Since last December, there’s been a tremendous increase of retail investors trying to speculate on the oil market.
Oil is a physical commodity that is traded on the commodities market with monthly delivery dates. Speculators who do not wish to take physical delivery have to rely on future contracts, and have to roll those contracts forward to future months before they expire on the third Friday of each month.
This roll-over activity created two interesting phenomenon:
(1) The farther out month contracts are more in-demand than near month contracts. This (among other reasons) have created a phenomenon called ‘Contango’, which basically says current and near month contracts are cheaper than further out month contracts.
(2) On the near months contracts – current and next month mostly – the contracts are in-demand for about a week after the expiration day of the previous month’s contract.

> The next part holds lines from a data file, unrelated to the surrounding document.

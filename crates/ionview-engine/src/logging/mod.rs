//! Logging utilities.
//!
//! Centralizes logger initialization behind the `log` facade; the backend is
//! `env_logger`.

mod init;

pub use init::{init_logging, resolve_filter, LoggingConfig};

After that the selling takes over until the next expiration day. Part of the reason for this is that funds like USO want to be out of the current month contract by the end of the second week.

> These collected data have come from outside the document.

use winit::dpi::PhysicalPosition;
use winit::event::{ElementState, MouseButton as WinitButton, MouseScrollDelta, WindowEvent};
use winit::keyboard::{KeyCode, ModifiersState, PhysicalKey};

use super::{
    InputEvent, InputState, Key, KeyState, Modifiers, MouseButton, MouseButtonState, MouseWheelDelta,
    PointerButtonEvent, PointerMoveEvent,
};

/// Maps a winit window event onto an [`InputEvent`].
///
/// `scale_factor` converts physical positions to logical pixels. Button and
/// wheel events take pointer position and modifiers from `state`.
pub(crate) fn translate_window_event(
    scale_factor: f64,
    state: &InputState,
    event: &WindowEvent,
) -> Option<InputEvent> {
    let ev = match event {
        WindowEvent::ModifiersChanged(m) => InputEvent::ModifiersChanged(modifiers(m.state())),
        WindowEvent::Focused(focused) => InputEvent::Focused(*focused),
        WindowEvent::CursorLeft { .. } => InputEvent::PointerLeft,

        WindowEvent::CursorMoved { position, .. } => {
            let (x, y) = logical(*position, scale_factor);
            InputEvent::PointerMoved(PointerMoveEvent { x, y })
        }

        WindowEvent::MouseInput {
            state: pressed, button, ..
        } => {
            let (x, y) = state.pointer_pos.unwrap_or_default();
            InputEvent::PointerButton(PointerButtonEvent {
                button: mouse_button(*button),
                state: match pressed {
                    ElementState::Pressed => MouseButtonState::Pressed,
                    ElementState::Released => MouseButtonState::Released,
                },
                x,
                y,
                modifiers: state.modifiers,
            })
        }

        WindowEvent::MouseWheel { delta, .. } => InputEvent::MouseWheel {
            delta: wheel_delta(*delta, scale_factor),
            modifiers: state.modifiers,
        },

        WindowEvent::KeyboardInput { event, .. } => InputEvent::Key {
            key: key(event.physical_key),
            state: match event.state {
                ElementState::Pressed => KeyState::Pressed,
                ElementState::Released => KeyState::Released,
            },
            modifiers: state.modifiers,
            repeat: event.repeat,
        },

        _ => return None,
    };
    Some(ev)
}

fn logical(pos: PhysicalPosition<f64>, scale_factor: f64) -> (f32, f32) {
    let p = pos.to_logical::<f64>(scale_factor);
    (p.x as f32, p.y as f32)
}

fn wheel_delta(delta: MouseScrollDelta, scale_factor: f64) -> MouseWheelDelta {
    match delta {
        MouseScrollDelta::LineDelta(x, y) => MouseWheelDelta::Line { x, y },
        MouseScrollDelta::PixelDelta(p) => {
            let (x, y) = logical(p, scale_factor);
            MouseWheelDelta::Pixel { x, y }
        }
    }
}

fn modifiers(m: ModifiersState) -> Modifiers {
    Modifiers {
        shift: m.shift_key(),
        ctrl: m.control_key(),
        alt: m.alt_key(),
        meta: m.super_key(),
    }
}

fn mouse_button(b: WinitButton) -> MouseButton {
    match b {
        WinitButton::Left => MouseButton::Left,
        WinitButton::Right => MouseButton::Right,
        WinitButton::Middle => MouseButton::Middle,
        WinitButton::Back => MouseButton::Other(3),
        WinitButton::Forward => MouseButton::Other(4),
        WinitButton::Other(code) => MouseButton::Other(code),
    }
}

fn key(pk: PhysicalKey) -> Key {
    let PhysicalKey::Code(code) = pk else {
        // Native scancodes have no portable numeric form.
        return Key::Unknown(0);
    };
    match code {
        KeyCode::Escape => Key::Escape,
        KeyCode::ArrowUp => Key::ArrowUp,
        KeyCode::ArrowDown => Key::ArrowDown,
        KeyCode::ArrowLeft => Key::ArrowLeft,
        KeyCode::ArrowRight => Key::ArrowRight,
        KeyCode::ShiftLeft | KeyCode::ShiftRight => Key::Shift,
        KeyCode::ControlLeft | KeyCode::ControlRight => Key::Control,
        KeyCode::AltLeft | KeyCode::AltRight => Key::Alt,
        KeyCode::SuperLeft | KeyCode::SuperRight => Key::Meta,
        other => Key::Unknown(other as u32),
    }
}

#[cfg(test)]
mod tests {
    use super::*;

    #[test]
    fn hidpi_positions_become_logical() {
        assert_eq!(logical(PhysicalPosition::new(200.0, 100.0), 2.0), (100.0, 50.0));
    }

    #[test]
    fn pixel_wheel_deltas_are_scaled() {
        let d = wheel_delta(MouseScrollDelta::PixelDelta(PhysicalPosition::new(0.0, 240.0)), 2.0);
        assert_eq!(d, MouseWheelDelta::Pixel { x: 0.0, y: 120.0 });
        let d = wheel_delta(MouseScrollDelta::LineDelta(0.0, -1.0), 2.0);
        assert_eq!(d, MouseWheelDelta::Line { x: 0.0, y: -1.0 });
    }

    #[test]
    fn arrow_and_escape_keys_are_named() {
        assert_eq!(key(PhysicalKey::Code(KeyCode::Escape)), Key::Escape);
        assert_eq!(key(PhysicalKey::Code(KeyCode::ArrowLeft)), Key::ArrowLeft);
        assert_eq!(key(PhysicalKey::Code(KeyCode::ShiftRight)), Key::Shift);
        assert!(matches!(key(PhysicalKey::Code(KeyCode::KeyA)), Key::Unknown(_)));
    }

    #[test]
    fn extra_buttons_fold_into_other() {
        assert_eq!(mouse_button(WinitButton::Back), MouseButton::Other(3));
        assert_eq!(mouse_button(WinitButton::Middle), MouseButton::Middle);
    }

    #[test]
    fn window_only_events_are_dropped() {
        let state = InputState::default();
        let ev = translate_window_event(1.0, &state, &WindowEvent::Focused(true));
        assert_eq!(ev, Some(InputEvent::Focused(true)));
        assert_eq!(translate_window_event(1.0, &state, &WindowEvent::CloseRequested), None);
    }
}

If you buy USO or other instruments that rely on near term contracts, the Contango will kill you – you’ll lose 10 – 15% each month as the fund rolls over to the next month contract. Compare USO to another fund USL which uses a more Contango-tolerant strategy.
For short term trading, buying USO around the third Friday and selling near the end of the month seems like a good strategy.
Longer term, we’ll need to see a reduction in Contango before bullishness can take off.